All-solid-state Interface-free Li-ion Batteries

全固态无接口锂离子电池

• 批准号: 1235719
• 负责人: Chunsheng Wang
• 金额: $ 30万
• 依托单位: University of Maryland, College Park
• 依托单位国家: 美国
• 项目类别: Standard Grant
• 财政年份: 2012
• 资助国家: 美国
• 起止时间: 2012-09-01 至 2016-04-30
• 项目状态: 已结题
• 来源: https://www.nsf.gov/awardsearch/showAward?AWD_ID=1235719&HistoricalAwards=false
• 关键词: solid; state; Interface; free; Li

PI: Chunsheng WangProposal Number: CBET 1235719Institution: University of Maryland College ParkTitle: All-solid-state Interface-free Li-ion BatteriesThis research project aims to revolutionize the current concept of solid-state Li-ion battery fabricating a single continuous phase for the anode, electrolyte, and cathode, and thus, eliminating the highly resistive interfaces between the electrolyte and electrodes found in conventional solid-state Li-ion batteries. Advanced Li-ion battery technology will play a critical role in the realization of Hybrid Electric Vehicles, Electric Vehicles, and the increasingly critical field of renewable energy. Current solid-state Li-ion batteries have much lower energy and power densities than liquid electrolyte batteries due to the use of three different materials for the anode, the cathode, and the electrolyte causing high interfacial resistance between the solid electrolyte and the solid electrodes. This project focuses on three primary research thrusts (1) To understand the formation mechanism of interface-free solid-state Li-ion batteries, (2) To explore the effect of interface properties on solid-state Li-ion batteries, and (3) To discover the relationship between electrochemical performance, material structure, and material composition of potential material for fabricating high temperature solid-state Li-ion batteries.The intellectual merit of the proposed research lies in exploring and overcoming the challenges associated with the electrode and electrolyte interfaces, which are the main contributing causes of the poor cycle life and low power density of current solid-state batteries. The elimination of such interfaces will enable the miniaturization of a solid-state Li-ion battery to a true nano-size power source, and allow Li-ion batteries to operate efficiently in high temperature environment due to their inherent safety merit. Understanding the relationship between performance and battery structure will enable strategic design of interface-free Li-ion batteries. The success of this project will potentially lead to new Li-ion battery markets, and will have a profound impact on the electronic, automobile, and renewable energy industries. The proposed project will help train the scientific workforce for both academic communities and energy storage industries. This outreach will provide a broader horizon for academic success in a region well-poised to contribute to the diversity of the scientific workforce.
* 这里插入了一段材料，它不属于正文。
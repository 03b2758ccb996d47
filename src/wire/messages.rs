//! Protocol messages consumed by the networking core.

use std::fmt;
use std::hash::{Hash, Hasher};
use std::net::{IpAddr, Ipv4Addr, SocketAddr};
use std::time::{SystemTime, UNIX_EPOCH};

use serde::{Deserialize, Serialize};

/// Seconds since the Unix epoch, truncated to the 4-byte wire form.
pub fn unix_time() -> u32 {
    SystemTime::now()
        .duration_since(UNIX_EPOCH)
        .map(|d| d.as_secs() as u32)
        .unwrap_or(0)
}

/// A peer endpoint as exchanged in address gossip.
///
/// Equality and hashing consider only `ip` and `port`; `services` and
/// `timestamp` are advisory metadata refreshed on sighting.
#[derive(Debug, Clone, Serialize, Deserialize)]
pub struct NetworkAddress {
    /// Peer IP.
    pub ip: IpAddr,
    /// Peer TCP port.
    pub port: u16,
    /// Advertised service bits.
    pub services: u64,
    /// Last time the peer was seen (Unix seconds).
    pub timestamp: u32,
}

impl NetworkAddress {
    /// Create an address seen now.
    pub fn new(ip: IpAddr, port: u16, services: u64) -> Self {
        Self {
            ip,
            port,
            services,
            timestamp: unix_time(),
        }
    }

    /// Create an address from a socket address.
    pub fn from_socket(addr: SocketAddr, services: u64) -> Self {
        Self::new(addr.ip(), addr.port(), services)
    }

    /// The unroutable placeholder advertised when no self address is set.
    pub fn unspecified(services: u64) -> Self {
        Self::new(IpAddr::V4(Ipv4Addr::UNSPECIFIED), 0, services)
    }

    /// The socket form of this address.
    pub fn socket_addr(&self) -> SocketAddr {
        SocketAddr::new(self.ip, self.port)
    }
}

impl PartialEq for NetworkAddress {
    fn eq(&self, other: &Self) -> bool {
        self.ip == other.ip && self.port == other.port
    }
}

impl Eq for NetworkAddress {}

impl Hash for NetworkAddress {
    fn hash<H: Hasher>(&self, state: &mut H) {
        self.ip.hash(state);
        self.port.hash(state);
    }
}

impl fmt::Display for NetworkAddress {
    fn fmt(&self, f: &mut fmt::Formatter<'_>) -> fmt::Result {
        write!(f, "{}", self.socket_addr())
    }
}

/// Version information exchanged during the handshake.
#[derive(Debug, Clone, PartialEq, Eq, Serialize, Deserialize)]
pub struct VersionMessage {
    /// Protocol version of the sender.
    pub protocol_version: u32,
    /// Service bits of the sender.
    pub services: u64,
    /// Time the message was created (Unix seconds).
    pub timestamp: u64,
    /// Address of the receiving peer as seen by the sender.
    pub receiver: NetworkAddress,
    /// Advertised address of the sender.
    pub sender: NetworkAddress,
    /// Random handshake nonce, used for self-connection detection.
    pub nonce: u64,
    /// User agent of the sender.
    pub user_agent: String,
    /// Current blockchain height of the sender.
    pub start_height: u64,
    /// Whether the sender wants transactions relayed to it.
    pub relay: bool,
}

/// Messages the networking core sends and consumes.
///
/// Commands outside this set decode to [`Message::Unknown`] and are relayed
/// to channel message subscribers unchanged.
#[derive(Debug, Clone, PartialEq, Eq, Serialize, Deserialize)]
pub enum Message {
    /// Handshake opener.
    Version(VersionMessage),
    /// Handshake acknowledgment.
    Verack,
    /// Keep-alive probe with a nonce.
    Ping(u64),
    /// Keep-alive reply echoing the nonce.
    Pong(u64),
    /// Request for known peer addresses.
    GetAddresses,
    /// Peer address gossip.
    Addresses(Vec<NetworkAddress>),
    /// A command this core does not consume; payload is passed through
    /// verbatim.
    Unknown {
        /// Wire command name.
        command: String,
        /// Raw payload bytes.
        payload: Vec<u8>,
    },
}

impl Message {
    /// The wire command for this message.
    pub fn command(&self) -> &str {
        match self {
            Message::Version(_) => "version",
            Message::Verack => "verack",
            Message::Ping(_) => "ping",
            Message::Pong(_) => "pong",
            Message::GetAddresses => "getaddr",
            Message::Addresses(_) => "addr",
            Message::Unknown { command, .. } => command,
        }
    }
}

impl fmt::Display for Message {
    fn fmt(&self, f: &mut fmt::Formatter<'_>) -> fmt::Result {
        match self {
            Message::Version(v) => write!(
                f,
                "version(protocol={}, height={}, agent={})",
                v.protocol_version, v.start_height, v.user_agent
            ),
            Message::Verack => write!(f, "verack"),
            Message::Ping(n) => write!(f, "ping({})", n),
            Message::Pong(n) => write!(f, "pong({})", n),
            Message::GetAddresses => write!(f, "getaddr"),
            Message::Addresses(list) => write!(f, "addr(count={})", list.len()),
            Message::Unknown { command, payload } => {
                write!(f, "{}(bytes={})", command, payload.len())
            }
        }
    }
}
PI：Chunsheng Wangpropoposal编号：CBET 1235719 INSTITITION：马里兰州大学学院公园：全稳态的无界面液体液体液体触发式研究项目旨在彻底改变固态液化液体电池的当前概念，从而在阳极，电子，电动机和大量互动中构建单个连续阶段，从而消除电动机，和大管构建，并消除电动界，并消除电源，并且消除了电源，并消除了电源，并且是电动的电源，并且是电动电池的构建，并且是电动电池的构建，并且是电动电池，并且是电动型电池的构建，并且是电子电池，并且是电动电池的，并且是电动电池的，并且是电动电池的，并且是电动电池的构建，并且是电子电池的概念固态锂离子电池。 先进的锂离子电池技术将在实现混合动力汽车，电动汽车以及日益关键的可再生能源领域中发挥关键作用。当前的固态锂离子电池的能量和功率密度要比液体电池电池低得多，因为在阳极，阴极和电解质上使用了三种不同的材料，导致固体电解质和固体电极之间的高界面电阻。该项目侧重于三项主要研究推力（1），以了解无接口固态锂离子电池的形成机制，（2）探索界面特性对固态锂离子电池的影响，以及（3）发现电化学性能，材料结构和材料构成固体效果的潜在材料构成的物质构成的质量效果。与电极和电解质界面相关的挑战，这是循环寿命差的主要原因和当前固态电池的低功率密度的主要原因。消除此类界面将使固态锂离子电池的微型化为真正的纳米大小电源，并允许锂离子电池在高温环境中有效地在高温环境中有效运行。了解性能与电池结构之间的关系将实现无接口锂离子电池的战略设计。该项目的成功将有可能导致新的锂离子电池市场，并将对电子，汽车和可再生能源行业产生深远的影响。拟议的项目将帮助培训学术社区和能源存储行业的科学劳动力。这种推广将在一个耗资良好的地区为科学劳动力的多样性做出贡献的地区提供更广泛的学术成功范围。